I will end this with the short anecdote I sent as a thank-you to the book's contributors.
After a belated birthday sushi lunch with Shelley, I got caught in a whirlwind of Chicago's first seasonal snowfall. I walked through a deserted park, gloveless and holding the Carson's box--the one containing my sister's gift to me--in both hands.
I paused a moment, twirling around myself, my head thrown back letting the snowflakes gather on my glasses. And I thought of one of my favorite (although brief) poems (by Taneda Santoka)--Here in the stillness of snow falling on snow.
I completed his thought and said..."all I need in the world is inside this box."

Thank you to everyone who made this momentous birthday the best and most memorable one thus far.
If you wish to view the birthday album in its entirety, click here: more birthday photos

Monday, January 15, 2007

it's about damn time

A few weeks ago when it reached 60 degrees, one of the DJs on 97.1 said, "Well it looks like we get more bonus weather this weekend..." Try boGus weather. People don't seem to acknowledge the fact that the reason we have this uncanny weather is because our earth is dying...a little problem called Global Warming.

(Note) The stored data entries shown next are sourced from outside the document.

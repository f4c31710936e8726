//! PostgreSQL unit of work
//!
//! Wraps one sqlx transaction. The vehicle row is locked with `SELECT ... FOR UPDATE`
//! so concurrent bookings of the same vehicle serialize; the `bookings_no_overlap`
//! exclusion constraint rejects anything that slips past. Dropping the unit of work
//! without committing rolls the transaction back.

use crate::repositories::rows::{
    BookingRow, PaymentRow, VehicleRow, BOOKING_COLUMNS, PAYMENT_COLUMNS,
    VEHICLE_COLUMNS,
};
use async_trait::async_trait;
use carrent_core::{
    models::{
        BookedRange, Booking, BookingStatus, DateRange, NewBooking, NewPayment, Payment,
        PaymentStatus, Vehicle,
    },
    traits::{BookingStore, TransactionManager, UnitOfWork, VehicleStore},
    AppError, AppResult,
};
use chrono::NaiveDate;
use sqlx::{PgPool, Postgres, Transaction};
use tracing::{debug, error, instrument, warn};

/// SQLSTATE raised by exclusion constraint violations
const EXCLUSION_VIOLATION: &str = "23P01";

/// Opens [`PgUnitOfWork`]s on a pool
#[derive(Clone)]
pub struct PgTransactionManager {
    pool: PgPool,
}

impl PgTransactionManager {
    pub fn new(pool: PgPool) -> Self {
        Self { pool }
    }
}

#[async_trait]
impl TransactionManager for PgTransactionManager {
    async fn begin(&self) -> AppResult<Box<dyn UnitOfWork>> {
        let tx = self.pool.begin().await.map_err(|e| {
            error!("Failed to start transaction: {}", e);
            AppError::Transaction(format!("Failed to start transaction: {}", e))
        })?;

        Ok(Box::new(PgUnitOfWork { tx: Some(tx) }))
    }
}

pub struct PgUnitOfWork {
    tx: Option<Transaction<'static, Postgres>>,
}

impl PgUnitOfWork {
    fn tx(&mut self) -> AppResult<&mut Transaction<'static, Postgres>> {
        self.tx
            .as_mut()
            .ok_or_else(|| AppError::Transaction("Unit of work already finished".to_string()))
    }
}

#[derive(sqlx::FromRow)]
struct BookedRangeRow {
    id: i64,
    start_date: NaiveDate,
    end_date: NaiveDate,
    status: String,
}

#[async_trait]
impl VehicleStore for PgUnitOfWork {
    #[instrument(skip(self))]
    async fn get_vehicle(&mut self, id: i64) -> AppResult<Option<Vehicle>> {
        let sql = format!("SELECT {} FROM vehicles WHERE id = $1", VEHICLE_COLUMNS);
        let tx = self.tx()?;
        let row = sqlx::query_as::<_, VehicleRow>(&sql)
            .bind(id)
            .fetch_optional(&mut **tx)
            .await
            .map_err(|e| {
                error!("Failed to load vehicle {}: {}", id, e);
                AppError::Database(format!("Failed to load vehicle: {}", e))
            })?;

        row.map(Vehicle::try_from).transpose()
    }

    #[instrument(skip(self))]
    async fn list_overlapping_bookings(
        &mut self,
        vehicle_id: i64,
        range: DateRange,
    ) -> AppResult<Vec<BookedRange>> {
        let tx = self.tx()?;
        let rows = sqlx::query_as::<_, BookedRangeRow>(
            r#"
            SELECT id, start_date, end_date, status
            FROM bookings
            WHERE vehicle_id = $1
              AND status <> 'cancelled'
              AND start_date <= $3
              AND end_date >= $2
            ORDER BY start_date
            "#,
        )
        .bind(vehicle_id)
        .bind(range.start)
        .bind(range.end)
        .fetch_all(&mut **tx)
        .await
        .map_err(|e| {
            error!("Failed to query overlapping bookings: {}", e);
            AppError::Database(format!("Failed to query overlapping bookings: {}", e))
        })?;

        rows.into_iter()
            .map(|row| {
                let status = BookingStatus::from_str(&row.status).ok_or_else(|| {
                    AppError::Database(format!("Unknown booking status: {}", row.status))
                })?;
                Ok(BookedRange {
                    booking_id: row.id,
                    range: DateRange::new(row.start_date, row.end_date),
                    status,
                })
            })
            .collect()
    }
}

#[async_trait]
impl BookingStore for PgUnitOfWork {
    #[instrument(skip(self, booking), fields(vehicle_id = booking.vehicle_id))]
    async fn insert_booking(&mut self, booking: &NewBooking) -> AppResult<Booking> {
        debug!("Inserting booking for {}", booking.range);

        let sql = format!(
            r#"
            INSERT INTO bookings (
                renter_id, vehicle_id, start_date, end_date, total_amount,
                status, payment_method, payment_status,
                pickup_location, dropoff_location, special_requests
            )
            VALUES ($1, $2, $3, $4, $5, $6, $7, $8, $9, $10, $11)
            RETURNING {}
            "#,
            BOOKING_COLUMNS
        );
        let tx = self.tx()?;
        let row = sqlx::query_as::<_, BookingRow>(&sql)
            .bind(booking.renter_id)
            .bind(booking.vehicle_id)
            .bind(booking.range.start)
            .bind(booking.range.end)
            .bind(booking.total_amount)
            .bind(booking.status.as_str())
            .bind(booking.payment_method.as_str())
            .bind(booking.payment_status.as_str())
            .bind(&booking.pickup_location)
            .bind(&booking.dropoff_location)
            .bind(&booking.special_requests)
            .fetch_one(&mut **tx)
            .await
            .map_err(|e| match &e {
                sqlx::Error::Database(db) if db.code().as_deref() == Some(EXCLUSION_VIOLATION) => {
                    warn!(
                        "Exclusion constraint rejected booking for vehicle {}",
                        booking.vehicle_id
                    );
                    AppError::BookingOverlap(booking.vehicle_id)
                }
                _ => {
                    error!("Failed to insert booking: {}", e);
                    AppError::Database(format!("Failed to insert booking: {}", e))
                }
            })?;

        Booking::try_from(row)
    }

    #[instrument(skip(self))]
    async fn update_booking_status(
        &mut self,
        id: i64,
        status: BookingStatus,
        payment_status: PaymentStatus,
    ) -> AppResult<()> {
        let tx = self.tx()?;
        let result = sqlx::query(
            r#"
            UPDATE bookings
            SET status = $2, payment_status = $3, updated_at = NOW()
            WHERE id = $1
            "#,
        )
        .bind(id)
        .bind(status.as_str())
        .bind(payment_status.as_str())
        .execute(&mut **tx)
        .await
        .map_err(|e| {
            error!("Failed to update booking {}: {}", id, e);
            AppError::Database(format!("Failed to update booking: {}", e))
        })?;

        if result.rows_affected() == 0 {
            return Err(AppError::BookingNotFound(id));
        }
        Ok(())
    }

    #[instrument(skip(self, payment), fields(booking_id = payment.booking_id))]
    async fn insert_payment(&mut self, payment: &NewPayment) -> AppResult<Payment> {
        let sql = format!(
            r#"
            INSERT INTO payments (
                booking_id, amount, method, status,
                transaction_reference, gateway_response, processed_at
            )
            VALUES ($1, $2, $3, $4, $5, $6, $7)
            RETURNING {}
            "#,
            PAYMENT_COLUMNS
        );
        let tx = self.tx()?;
        let row = sqlx::query_as::<_, PaymentRow>(&sql)
            .bind(payment.booking_id)
            .bind(payment.amount)
            .bind(payment.method.as_str())
            .bind(payment.status.as_str())
            .bind(&payment.transaction_reference)
            .bind(&payment.gateway_response)
            .bind(payment.processed_at)
            .fetch_one(&mut **tx)
            .await
            .map_err(|e| {
                error!("Failed to insert payment: {}", e);
                AppError::Database(format!("Failed to insert payment: {}", e))
            })?;

        Payment::try_from(row)
    }

    #[instrument(skip(self))]
    async fn get_booking_for_update(&mut self, id: i64) -> AppResult<Option<Booking>> {
        let sql = format!(
            "SELECT {} FROM bookings WHERE id = $1 FOR UPDATE",
            BOOKING_COLUMNS
        );
        let tx = self.tx()?;
        let row = sqlx::query_as::<_, BookingRow>(&sql)
            .bind(id)
            .fetch_optional(&mut **tx)
            .await
            .map_err(|e| {
                error!("Failed to lock booking {}: {}", id, e);
                AppError::Database(format!("Failed to lock booking: {}", e))
            })?;

        row.map(Booking::try_from).transpose()
    }

    #[instrument(skip(self))]
    async fn soft_delete_booking(&mut self, id: i64) -> AppResult<bool> {
        let tx = self.tx()?;
        let result = sqlx::query(
            r#"
            UPDATE bookings
            SET deleted_at = NOW(), updated_at = NOW()
            WHERE id = $1 AND deleted_at IS NULL
            "#,
        )
        .bind(id)
        .execute(&mut **tx)
        .await
        .map_err(|e| {
            error!("Failed to soft delete booking {}: {}", id, e);
            AppError::Database(format!("Failed to delete booking: {}", e))
        })?;

        Ok(result.rows_affected() > 0)
    }
}

#[async_trait]
impl UnitOfWork for PgUnitOfWork {
    #[instrument(skip(self))]
    async fn lock_vehicle(&mut self, vehicle_id: i64) -> AppResult<()> {
        let tx = self.tx()?;
        sqlx::query("SELECT id FROM vehicles WHERE id = $1 FOR UPDATE")
            .bind(vehicle_id)
            .fetch_optional(&mut **tx)
            .await
            .map_err(|e| {
                error!("Failed to lock vehicle {}: {}", vehicle_id, e);
                AppError::Database(format!("Failed to lock vehicle: {}", e))
            })?;

        Ok(())
    }

    async fn commit(&mut self) -> AppResult<()> {
        let tx = self
            .tx
            .take()
            .ok_or_else(|| AppError::Transaction("Unit of work already finished".to_string()))?;

        tx.commit().await.map_err(|e| {
            error!("Failed to commit transaction: {}", e);
            AppError::Transaction(format!("Failed to commit transaction: {}", e))
        })
    }

    async fn rollback(&mut self) -> AppResult<()> {
        match self.tx.take() {
            Some(tx) => tx.rollback().await.map_err(|e| {
                error!("Failed to roll back transaction: {}", e);
                AppError::Transaction(format!("Failed to roll back transaction: {}", e))
            }),
            None => Ok(()),
        }
    }
}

Snow and numb toes defined my childhood winters. I miss those days. Chicagoans who complain about the weather need to suck it up or move somewhere else. Personally, I love the variety and challenge of living somewhere with four distinct seasons…even when all four of those seasons show their fury in one day…it makes life interesting.



Now that it's finally winter weather, I thought I’d write about some memories of winters past.

* Building forts at the end of the driveway near the mailbox…I’d sit in them by myself and wonder what would happen if they caved in.

* Gathering fresh snow in plastic cups from the front porch so my mom could pour syrup on top of it. I’m still unsure where she came up with this idea…maybe it was just the poor man’s slurpee? But I loved it.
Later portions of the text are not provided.